We had some great lobsters this fall at our area church suppers, and I know they came from Maine because I saw the truck. The lobsters were on the order of 1.5 lbs each. I cannot believe that the lobster tails that we ate at Red Lobster recently came off of a lobster anywhere close to even one pound in weight.

I think that perhaps I will go back to making my own seafood dinners. Now I just need someone to donate some right-sized lobsters.

Monday, March 23, 2009

Riding the right wave to success

Watching ocean waves is a favorite activity of mine. Getting a picture of just the right color wave is a challenge that I love.

Getting the right picture to post is far more important to me than staying on top of the latest trends or gossip in the entertainment industry.

Our society is moving so fast that it is hard to keep up on even things that interest me. I finally got to the point that I realized that there are lots of things which I can live without understanding. I am not embarrassed that I could care less what Brittany Spears is doing today or that Madonna is not in the news.

I want to focus on what I know and where I can be successful while enjoying what I do. That removes a lot of fluff from my life.

I know that there are lots of television shows which can be downloaded, but I will remain a bystander since I have a hard time finding ones worth watching much less downloading.

There are the extreme sports fans who like jumping off a mountainside and buzzing roadways in the Alps. That is fine with me, just do not expect me to chip in on the medical bills. I really do not care how hard it is drive a truck in Alaska or work in a kitchen with a maniac.

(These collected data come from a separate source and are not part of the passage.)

//! Finds the polygon a link lies in.
//!
//! Lookup order for a link:
//!
//! 1. the link midpoint, then its start node, then its end node, each
//!    transformed into the layer's CRS;
//! 2. an expanding ring search around the midpoint: at every distance
//!    (10, 20, ... 500 planar units) eight compass points are offset in the
//!    planar CRS and transformed back. The first distance at which any
//!    polygon contains any of the eight points wins.
//!
//! Within each step ties resolve to the earliest polygon in load order.

use accidents_network_models::{Coord as NetworkCoord, Link};
use geo::Coord;

use crate::SpatialError;
use crate::crs::{CoordinateTransformation, Crs};
use crate::layer::{PolygonFeature, PolygonLayer};

/// First ring search distance, and the increment between rings.
pub const RING_SEARCH_STEP: f64 = 10.0;

/// Largest ring search distance tried (inclusive).
pub const RING_SEARCH_MAX_DISTANCE: f64 = 500.0;

/// Which lookup step produced a match.
#[derive(Debug, Clone, Copy, PartialEq)]
pub enum MatchKind {
    Midpoint,
    Start,
    End,
    /// Ring search, at the given planar distance from the midpoint.
    Ring { distance: f64 },
}

/// A polygon matched for a link.
#[derive(Debug, Clone, Copy)]
pub struct LayerMatch<'a, T> {
    pub feature: &'a PolygonFeature<T>,
    pub kind: MatchKind,
}

/// Offsets of the eight ring points, in test order: right, down, left, up,
/// up-right, down-right, down-left, up-left.
const RING_DIRECTIONS: [(f64, f64); 8] = [
    (1.0, 0.0),
    (0.0, -1.0),
    (-1.0, 0.0),
    (0.0, 1.0),
    (1.0, 1.0),
    (1.0, -1.0),
    (-1.0, -1.0),
    (-1.0, 1.0),
];

/// The eight ring points at `distance` around `center`.
#[must_use]
pub fn ring_points(center: Coord<f64>, distance: f64) -> [Coord<f64>; 8] {
    RING_DIRECTIONS.map(|(dx, dy)| Coord {
        x: dx.mul_add(distance, center.x),
        y: dy.mul_add(distance, center.y),
    })
}

/// Lazy sequence of `(distance, ring points)` from the first ring out to
/// [`RING_SEARCH_MAX_DISTANCE`].
pub fn ring_search(center: Coord<f64>) -> impl Iterator<Item = (f64, [Coord<f64>; 8])> {
    #[allow(clippy::cast_possible_truncation, clippy::cast_sign_loss)]
    let rings = (RING_SEARCH_MAX_DISTANCE / RING_SEARCH_STEP).round() as u32;

    (1..=rings).map(move |ring| {
        let distance = f64::from(ring) * RING_SEARCH_STEP;
        (distance, ring_points(center, distance))
    })
}

/// Link-to-polygon lookup with fixed CRS transformations.
///
/// Holds no mutable state: classifying one link never affects another.
#[derive(Debug, Clone, Copy)]
pub struct SpatialClassifier {
    network_to_layer: CoordinateTransformation,
    layer_to_planar: CoordinateTransformation,
}

impl SpatialClassifier {
    /// `network_crs` is the CRS of link coordinates, `layer_crs` the CRS of
    /// the polygon layers and `planar_crs` a metric CRS used only to offset
    /// ring search points.
    #[must_use]
    pub const fn new(network_crs: Crs, layer_crs: Crs, planar_crs: Crs) -> Self {
        Self {
            network_to_layer: CoordinateTransformation::new(network_crs, layer_crs),
            layer_to_planar: CoordinateTransformation::new(layer_crs, planar_crs),
        }
    }

    /// Builds a classifier from EPSG identifiers.
    ///
    /// # Errors
    ///
    /// Returns [`SpatialError::UnsupportedCrs`] if any identifier is not
    /// supported.
    pub fn from_codes(
        network_crs: &str,
        layer_crs: &str,
        planar_crs: &str,
    ) -> Result<Self, SpatialError> {
        Ok(Self::new(
            network_crs.parse()?,
            layer_crs.parse()?,
            planar_crs.parse()?,
        ))
    }

    /// Transforms a network coordinate into the layer CRS.
    #[must_use]
    pub fn to_layer_crs(&self, coord: NetworkCoord) -> Coord<f64> {
        self.network_to_layer.transform(Coord {
            x: coord.x,
            y: coord.y,
        })
    }

    /// The polygon containing `coord` (a network coordinate), without any
    /// ring search.
    #[must_use]
    pub fn locate<'a, T>(
        &self,
        coord: NetworkCoord,
        layer: &'a PolygonLayer<T>,
    ) -> Option<&'a PolygonFeature<T>> {
        if layer.is_empty() {
            return None;
        }
        layer.first_containing(self.to_layer_crs(coord))
    }

    /// Finds the polygon `link` lies in or next to. Returns `None` for an
    /// empty layer or when the ring search is exhausted.
    #[must_use]
    pub fn classify<'a, T>(
        &self,
        link: &Link,
        layer: &'a PolygonLayer<T>,
    ) -> Option<LayerMatch<'a, T>> {
        if layer.is_empty() {
            return None;
        }

        let middle = self.to_layer_crs(link.coord());
        let candidates = [
            (middle, MatchKind::Midpoint),
            (self.to_layer_crs(link.from.coord), MatchKind::Start),
            (self.to_layer_crs(link.to.coord), MatchKind::End),
        ];

        for (point, kind) in candidates {
            if let Some(feature) = layer.first_containing(point) {
                return Some(LayerMatch { feature, kind });
            }
        }

        self.search_around(middle, layer)
    }

    fn search_around<'a, T>(
        &self,
        middle: Coord<f64>,
        layer: &'a PolygonLayer<T>,
    ) -> Option<LayerMatch<'a, T>> {
        let to_layer = self.layer_to_planar.inverse();
        let planar_middle = self.layer_to_planar.transform(middle);

        ring_search(planar_middle).find_map(|(distance, ring)| {
            let ring = ring.map(|point| to_layer.transform(point));
            layer
                .first_containing_any(&ring)
                .map(|feature| LayerMatch {
                    feature,
                    kind: MatchKind::Ring { distance },
                })
        })
    }
}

I am also not interested in endless complaining about how poorly the new administration in the United States is doing. They inherited the mess, it will take a while to fix. No one is smart enough to be able to tell if this stuff is going to work yet. That is the end of the brain discussion for me except that rooting for a President to fail is about as low as it gets.

One of the best lessons that I ever learned was to spend more time listening and learning than telling others how to do their jobs. If the job is never going to be yours, you might as well see how well your advice works in your own life.

I can still remember the time when during one of Apple's many reorganizations, I ended up being moved from years of managing a team calling on higher education institutions and selling directly to calling on businesses and selling through resellers.

It was not a move I wanted. I had two choices, become a whiner or figure out how to do the job to the best of my ability.

I knew how to manage people, and I knew how to be a good reseller since I had been one twelve years earlier before I came to Apple.

After the move, I spent a lot of time out in the field with the existing reps, listening to them and their resellers. Mostly I found an incredible amount of arrogance among the reps. Some of the system engineers were even worse. One even gave a new sales rep bad directions to an account so he would look incompetent when taking me there.

Being successful was an option that most of them felt required too much hard work. Complaining about everything was easier. In a year's time the only person out of nearly twenty that I had inherited was my area associate. I had found new people who were willing to work, to listen, to learn, and to be successful.

We put together a series of mini-MacWorld seminar events and delivered them in nineteen cities across the Southeast. We partnered with resellers instead of complaining about them. The resellers loved what we did. The customers were beyond enthusiastic.

We brought value to the equation, and in spite of what the former experts said, we ended up being successful.

We were one of the top regions in the country the next year. Sometimes success just takes fresh faces with new ideas and the willingness to work hard. It did not happen over night, and a lot armchair experts told us we would fail.

We believed in what we were doing and kept going even when the hours were long, and there were lots of people pulling for us to fail.

I think I will keep doing what I know works even now when the times are tough.